* Work instructions *
Find every line in the records below that holds the word "NodeId", and copy each one.

* Data shown *
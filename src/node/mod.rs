//! Nodes
//!
//! A node owns a set of typed slots and the session backends behind them.
//! It places sessions on free matching slots, reports status snapshots,
//! runs a pluggable health check and drains monotonically: once draining,
//! it accepts nothing new and removes itself when the last slot empties.

pub mod factory;
pub mod health;
pub mod remote;

use std::sync::atomic::{AtomicBool, Ordering};
use std::sync::Arc;

use async_trait::async_trait;
use chrono::{DateTime, Utc};
use parking_lot::Mutex;
use thiserror::Error;
use tracing::{debug, info, warn};

use crate::config::Secret;
use crate::data::{
    Availability, Capabilities, NodeId, NodeStatus, Session, SessionId, SlotId, SlotState,
    SlotStatus,
};
use crate::events::{EventBus, GridEvent};

pub use factory::{
    CreateSessionRequest, CreatedSession, DriverSessionFactory, FailingSessionFactory,
    SessionFactory, SessionFactoryError, SessionTerminator, TestSessionFactory,
};
pub use health::{AlwaysUp, HealthCheck, HealthReport, HttpHealthCheck, SettableHealthCheck};

/// Why a node could not place a session
#[derive(Debug, Clone, PartialEq, Eq, Error)]
pub enum PlacementError {
    #[error("no slot matches the requested capabilities")]
    NoMatch,

    #[error("all matching slots are busy")]
    NoCapacity,

    #[error("node is draining")]
    Draining,

    #[error("session factory failed: {0}")]
    FactoryFailed(String),
}

#[derive(Debug, Clone, PartialEq, Eq, Error)]
pub enum NodeError {
    #[error("session {0} not found")]
    SessionNotFound(SessionId),
}

/// Contract between the distributor and a node, local or remote
#[async_trait]
pub trait Node: Send + Sync {
    fn id(&self) -> NodeId;

    /// Externally reachable address
    fn uri(&self) -> String;

    /// Secret presented at registration
    fn registration_secret(&self) -> Secret;

    /// Place a session on a free matching slot
    async fn new_session(&self, requested: &Capabilities) -> Result<Session, PlacementError>;

    /// Terminate a session and free its slot. Idempotent: an unknown id is
    /// a no-op answered with `SessionNotFound`.
    async fn stop(&self, session_id: SessionId) -> Result<(), NodeError>;

    /// Stop accepting new sessions. Monotonic; the node removes itself
    /// once its last occupied slot is released.
    fn drain(&self);

    fn is_draining(&self) -> bool;

    /// Snapshot of the node's slots and self-reported availability. The
    /// distributor overlays its own reconciled availability on top.
    fn status(&self) -> NodeStatus;

    async fn health_check(&self) -> HealthReport;
}

pub type NodeRef = Arc<dyn Node>;

/// One slot and its bookkeeping
struct Slot {
    id: SlotId,
    stereotype: Capabilities,
    factory: Arc<dyn SessionFactory>,
    state: SlotState,
    session: Option<Session>,
    terminator: Option<SessionTerminator>,
    last_started: Option<DateTime<Utc>>,
}

impl Slot {
    fn status(&self) -> SlotStatus {
        SlotStatus {
            id: self.id,
            stereotype: self.stereotype.clone(),
            state: self.state,
            session_id: self.session.as_ref().map(|s| s.id),
            last_started: self.last_started,
        }
    }
}

/// In-process node owning its slots and session backends
pub struct LocalNode {
    id: NodeId,
    uri: String,
    secret: Secret,
    bus: Arc<dyn EventBus>,
    max_session_count: usize,
    health: Arc<dyn HealthCheck>,
    draining: AtomicBool,
    removed: AtomicBool,
    slots: Mutex<Vec<Slot>>,
}

impl LocalNode {
    pub fn builder(
        bus: Arc<dyn EventBus>,
        uri: impl Into<String>,
        secret: Secret,
    ) -> LocalNodeBuilder {
        LocalNodeBuilder {
            bus,
            uri: uri.into(),
            secret,
            max_session_count: None,
            health: None,
            slots: Vec::new(),
        }
    }

    /// Fire `NodeRemoved` once a draining node has no occupied slots left.
    fn remove_if_drained_and_empty(&self) {
        if !self.is_draining() {
            return;
        }
        let empty = self
            .slots
            .lock()
            .iter()
            .all(|slot| slot.state == SlotState::Free);
        if empty && !self.removed.swap(true, Ordering::SeqCst) {
            info!(node_id = %self.id, "drained node is empty, removing");
            self.bus.fire(GridEvent::NodeRemoved(self.id));
        }
    }

    fn release_slot(&self, slot_id: SlotId) {
        let mut slots = self.slots.lock();
        if let Some(slot) = slots.iter_mut().find(|s| s.id == slot_id) {
            slot.state = SlotState::Free;
            slot.session = None;
            slot.terminator = None;
        }
    }
}

#[async_trait]
impl Node for LocalNode {
    fn id(&self) -> NodeId {
        self.id
    }

    fn uri(&self) -> String {
        self.uri.clone()
    }

    fn registration_secret(&self) -> Secret {
        self.secret.clone()
    }

    async fn new_session(&self, requested: &Capabilities) -> Result<Session, PlacementError> {
        if self.is_draining() {
            return Err(PlacementError::Draining);
        }

        // Reserve a slot under the lock, then start the backend outside it.
        let (slot_id, stereotype, factory) = {
            let mut slots = self.slots.lock();

            let occupied = slots
                .iter()
                .filter(|s| s.state != SlotState::Free)
                .count();

            let mut any_match = false;
            let mut best: Option<usize> = None;
            for (index, slot) in slots.iter().enumerate() {
                if !slot.stereotype.matches(requested) {
                    continue;
                }
                any_match = true;
                if slot.state != SlotState::Free {
                    continue;
                }
                // Least-recently-used wins, never-used counts as oldest.
                let candidate_started =
                    slot.last_started.unwrap_or(DateTime::UNIX_EPOCH);
                let replace = match best {
                    None => true,
                    Some(current) => {
                        candidate_started
                            < slots[current].last_started.unwrap_or(DateTime::UNIX_EPOCH)
                    }
                };
                if replace {
                    best = Some(index);
                }
            }

            if !any_match {
                return Err(PlacementError::NoMatch);
            }
            let Some(index) = best else {
                return Err(PlacementError::NoCapacity);
            };
            if occupied >= self.max_session_count {
                return Err(PlacementError::NoCapacity);
            }

            let slot = &mut slots[index];
            slot.state = SlotState::Reserved;
            (slot.id, slot.stereotype.clone(), Arc::clone(&slot.factory))
        };

        let request = CreateSessionRequest {
            node_id: self.id,
            node_uri: self.uri.clone(),
            stereotype,
            requested: requested.clone(),
        };

        match factory.create(request).await {
            Ok(created) => {
                let session = created.session;
                let mut slots = self.slots.lock();
                if let Some(slot) = slots.iter_mut().find(|s| s.id == slot_id) {
                    slot.state = SlotState::Active;
                    slot.session = Some(session.clone());
                    slot.terminator = Some(created.terminator);
                    slot.last_started = Some(session.started_at);
                }
                debug!(node_id = %self.id, session_id = %session.id, "session started");
                Ok(session)
            }
            Err(e) => {
                warn!(node_id = %self.id, error = %e, "session factory failed, releasing slot");
                self.release_slot(slot_id);
                self.remove_if_drained_and_empty();
                Err(PlacementError::FactoryFailed(e.to_string()))
            }
        }
    }

    async fn stop(&self, session_id: SessionId) -> Result<(), NodeError> {
        let terminator = {
            let mut slots = self.slots.lock();
            let Some(slot) = slots
                .iter_mut()
                .find(|s| s.session.as_ref().map(|session| session.id) == Some(session_id))
            else {
                return Err(NodeError::SessionNotFound(session_id));
            };
            slot.state = SlotState::Free;
            slot.session = None;
            slot.terminator.take()
        };

        // Backend teardown does I/O; run it after the lock is gone.
        if let Some(mut terminator) = terminator {
            terminator.terminate();
        }

        debug!(node_id = %self.id, %session_id, "session stopped");
        self.bus.fire(GridEvent::SessionClosed {
            session_id,
            node_id: self.id,
        });
        self.remove_if_drained_and_empty();
        Ok(())
    }

    fn drain(&self) {
        if !self.draining.swap(true, Ordering::SeqCst) {
            info!(node_id = %self.id, "node drain started");
            self.bus.fire(GridEvent::NodeDrainStarted(self.id));
            self.remove_if_drained_and_empty();
        }
    }

    fn is_draining(&self) -> bool {
        self.draining.load(Ordering::SeqCst)
    }

    fn status(&self) -> NodeStatus {
        let draining = self.is_draining();
        NodeStatus {
            node_id: self.id,
            uri: self.uri.clone(),
            availability: if draining {
                Availability::Draining
            } else {
                Availability::Up
            },
            draining,
            max_session_count: self.max_session_count,
            slots: self.slots.lock().iter().map(Slot::status).collect(),
        }
    }

    async fn health_check(&self) -> HealthReport {
        self.health.check().await
    }
}

/// Builder for [`LocalNode`]
pub struct LocalNodeBuilder {
    bus: Arc<dyn EventBus>,
    uri: String,
    secret: Secret,
    max_session_count: Option<usize>,
    health: Option<Arc<dyn HealthCheck>>,
    slots: Vec<(Capabilities, Arc<dyn SessionFactory>)>,
}

impl LocalNodeBuilder {
    /// Register a slot able to run sessions matching `stereotype`
    pub fn add_slot(mut self, stereotype: Capabilities, factory: Arc<dyn SessionFactory>) -> Self {
        if !factory.accepts(&stereotype) {
            warn!(%stereotype, "factory does not accept the stereotype it is registered for");
        }
        self.slots.push((stereotype, factory));
        self
    }

    /// Cap concurrently occupied slots below the slot count
    pub fn with_max_session_count(mut self, max: usize) -> Self {
        self.max_session_count = Some(max);
        self
    }

    pub fn with_health_check(mut self, health: Arc<dyn HealthCheck>) -> Self {
        self.health = Some(health);
        self
    }

    pub fn build(self) -> Arc<LocalNode> {
        let slot_count = self.slots.len();
        let slots = self
            .slots
            .into_iter()
            .map(|(stereotype, factory)| Slot {
                id: SlotId::new(),
                stereotype,
                factory,
                state: SlotState::Free,
                session: None,
                terminator: None,
                last_started: None,
            })
            .collect();

        Arc::new(LocalNode {
            id: NodeId::new(),
            uri: self.uri,
            secret: self.secret,
            bus: self.bus,
            max_session_count: self.max_session_count.unwrap_or(slot_count),
            health: self.health.unwrap_or_else(|| Arc::new(AlwaysUp)),
            draining: AtomicBool::new(false),
            removed: AtomicBool::new(false),
            slots: Mutex::new(slots),
        })
    }
}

* Answer box *
    Availability, Capabilities, NodeId, NodeStatus, Session, SessionId, SlotId, SlotState,
    fn id(&self) -> NodeId;
    id: NodeId,
    fn id(&self) -> NodeId {
            id: NodeId::new(),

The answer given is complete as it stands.